As Imran Khan Roots for India-Pakistan Trade, How Can It Actually Begin?

Political rivalry is costing the people of both countries around $35 billion in trade. Using a forgotten rule under international law, the two sides can work out a free trade agreement just for textiles and clothing sector to exploit the economies of scale.

When Pakistan’s new government led by Prime Minister Imran Khan took charge in August 2018, he tweeted: “To move forward Pakistan and India must dialogue and resolve their conflicts incl[uding] Kashmir: The best way to alleviate poverty and uplift the people of the subcontinent is to resolve our differences through dialogue and start trading”.


Only time will tell whether Khan will be able to walk his talk. However, the central idea of his assertion that international trade can play a very important role in building peace and lifting people out of poverty by creating economic opportunities is worth exploring.

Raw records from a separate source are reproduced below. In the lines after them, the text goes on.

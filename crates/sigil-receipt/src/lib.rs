//! # sigil-receipt: Verification Receipts and Cache
//!
//! - [`receipt`]: the receipt record, its hash, and constant-time checks.
//! - [`cache`]: the LRU + TTL verification cache and its composite key.

pub mod cache;
pub mod receipt;

pub use cache::{
    cache_key, CacheEntry, CacheKeyParts, CacheStatus, VerificationCache, DEFAULT_CAPACITY,
    DEFAULT_TTL,
};
pub use receipt::{assert_receipt_hash_match, hash_receipt, VerificationReceipt, RECEIPT_MISMATCH};
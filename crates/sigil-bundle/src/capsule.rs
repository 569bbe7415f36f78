//! # Proof Capsule
//!
//! The capsule is the claimed moment-binding of a sigil: which pulse it was
//! minted at, its signature over that moment, and the phi key of the minter.
//! It is hashed as part of the canonical bundle, so every field here is part
//! of the tamper-evident surface.

use serde::{Deserialize, Serialize};
use serde_json::Value;
use sigil_core::{sha256_digest, CanonicalBytes, ContentDigest, Pulse, SigilError};

/// Field names that must be present (and non-null) in a capsule JSON object.
pub const REQUIRED_CAPSULE_FIELDS: [&str; 6] = [
    "version",
    "pulse",
    "chakraDay",
    "kaiSignature",
    "phiKey",
    "verifierSlug",
];

/// The moment-binding claim embedded in every bundle.
#[derive(Debug, Clone, PartialEq, Eq, Serialize, Deserialize)]
#[serde(rename_all = "camelCase")]
pub struct ProofCapsule {
    /// Capsule schema version, e.g. `"KPV-1"`.
    pub version: String,
    /// Pulse the sigil was minted at.
    pub pulse: Pulse,
    /// Day label from the external calendar.
    pub chakra_day: String,
    /// Signature over the moment, produced by the clock collaborator.
    pub kai_signature: String,
    /// Identifier of the minting key.
    pub phi_key: String,
    /// Slug the verifier page is addressed by.
    pub verifier_slug: String,
}

impl ProofCapsule {
    /// Construct and validate a capsule.
    pub fn new(
        version: impl Into<String>,
        pulse: Pulse,
        chakra_day: impl Into<String>,
        kai_signature: impl Into<String>,
        phi_key: impl Into<String>,
        verifier_slug: impl Into<String>,
    ) -> Result<Self, SigilError> {
        let capsule = Self {
            version: version.into(),
            pulse,
            chakra_day: chakra_day.into(),
            kai_signature: kai_signature.into(),
            phi_key: phi_key.into(),
            verifier_slug: verifier_slug.into(),
        };
        capsule.validate()?;
        Ok(capsule)
    }

    /// Decode a capsule from untyped JSON.
    ///
    /// Reports the first missing required field by name before attempting
    /// typed deserialization, so a caller sees `missing field phiKey`
    /// rather than a serde position error.
    pub fn from_json(value: &Value) -> Result<Self, SigilError> {
        let obj = value
            .as_object()
            .ok_or_else(|| SigilError::Input("proof capsule must be a JSON object".into()))?;
        for field in REQUIRED_CAPSULE_FIELDS {
            match obj.get(field) {
                None | Some(Value::Null) => {
                    return Err(SigilError::Input(format!(
                        "proof capsule missing required field {field}"
                    )))
                }
                Some(_) => {}
            }
        }
        let capsule: Self = serde_json::from_value(value.clone())
            .map_err(|e| SigilError::Input(format!("malformed proof capsule: {e}")))?;
        capsule.validate()?;
        Ok(capsule)
    }

    /// Check that every string field is non-empty.
    pub fn validate(&self) -> Result<(), SigilError> {
        let fields = [
            ("version", &self.version),
            ("chakraDay", &self.chakra_day),
            ("kaiSignature", &self.kai_signature),
            ("phiKey", &self.phi_key),
            ("verifierSlug", &self.verifier_slug),
        ];
        for (name, value) in fields {
            if value.trim().is_empty() {
                return Err(SigilError::Input(format!(
                    "proof capsule field {name} must not be empty"
                )));
            }
        }
        Ok(())
    }

    /// `SHA256(JCS(capsule))`.
    pub fn hash(&self) -> Result<ContentDigest, SigilError> {
        Ok(sha256_digest(&CanonicalBytes::new(self)?))
    }
}

#[cfg(test)]
mod tests {
    use super::*;

    fn capsule_json() -> Value {
        serde_json::json!({
            "version": "KPV-1",
            "pulse": 1_000_001,
            "chakraDay": "Root",
            "kaiSignature": "f00d",
            "phiKey": "phi1",
            "verifierSlug": "1000001-f00d"
        })
    }

    #[test]
    fn decodes_valid_capsule() {
        let capsule = ProofCapsule::from_json(&capsule_json()).unwrap();
        assert_eq!(capsule.pulse, Pulse(1_000_001));
        assert_eq!(capsule.phi_key, "phi1");
    }

    #[test]
    fn each_missing_field_is_named() {
        for field in REQUIRED_CAPSULE_FIELDS {
            let mut v = capsule_json();
            v.as_object_mut().unwrap().remove(field);
            let err = ProofCapsule::from_json(&v).unwrap_err();
            assert!(
                matches!(&err, SigilError::Input(msg) if msg.contains(field)),
                "field {field}: {err}"
            );
        }
    }

    #[test]
    fn null_field_counts_as_missing() {
        let mut v = capsule_json();
        v["kaiSignature"] = Value::Null;
        assert!(ProofCapsule::from_json(&v).is_err());
    }

    #[test]
    fn empty_string_rejected() {
        let err = ProofCapsule::new("KPV-1", Pulse(1), "Root", "", "phi", "slug").unwrap_err();
        assert!(matches!(err, SigilError::Input(_)));
    }

    #[test]
    fn non_object_rejected() {
        assert!(ProofCapsule::from_json(&serde_json::json!([1, 2])).is_err());
    }

    #[test]
    fn hash_is_stable_across_key_order() {
        let a = ProofCapsule::from_json(&capsule_json()).unwrap();
        let reordered: Value = serde_json::from_str(
            r#"{"verifierSlug":"1000001-f00d","phiKey":"phi1","kaiSignature":"f00d","chakraDay":"Root","pulse":1000001,"version":"KPV-1"}"#,
        )
        .unwrap();
        let b = ProofCapsule::from_json(&reordered).unwrap();
        assert_eq!(a.hash().unwrap(), b.hash().unwrap());
    }
}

Boosting India-Pakistan trade is not a new idea. The Indian Council for Research on International Economic Relations (ICRIER) and several other researchers have been working on this issue for quite some time. Nonetheless, the fact that this was mentioned by the newly elected prime minister of Pakistan gives the issue the much needed political impetus.

In view of this renewed focus on trade, there are three issues worth re-examining.

One, the huge trade potential that exists between India and Pakistan and the economic benefits that can be reaped. Two, the premise that free trade between India and Pakistan can lead to greater peace. And three, attention must be focused on a forgotten trade rule under international law that both countries can use to enhance their bilateral trade.

Trade potential        

Bilateral trade between India and Pakistan today stands at a measly $2 billion. According to World Bank’s latest research, the potential of trade between the two countries is a mammoth $37 billion. In simpler terms, political rivalry between the two countries is causing a loss of $35 billion to the peace-loving people of the two countries.  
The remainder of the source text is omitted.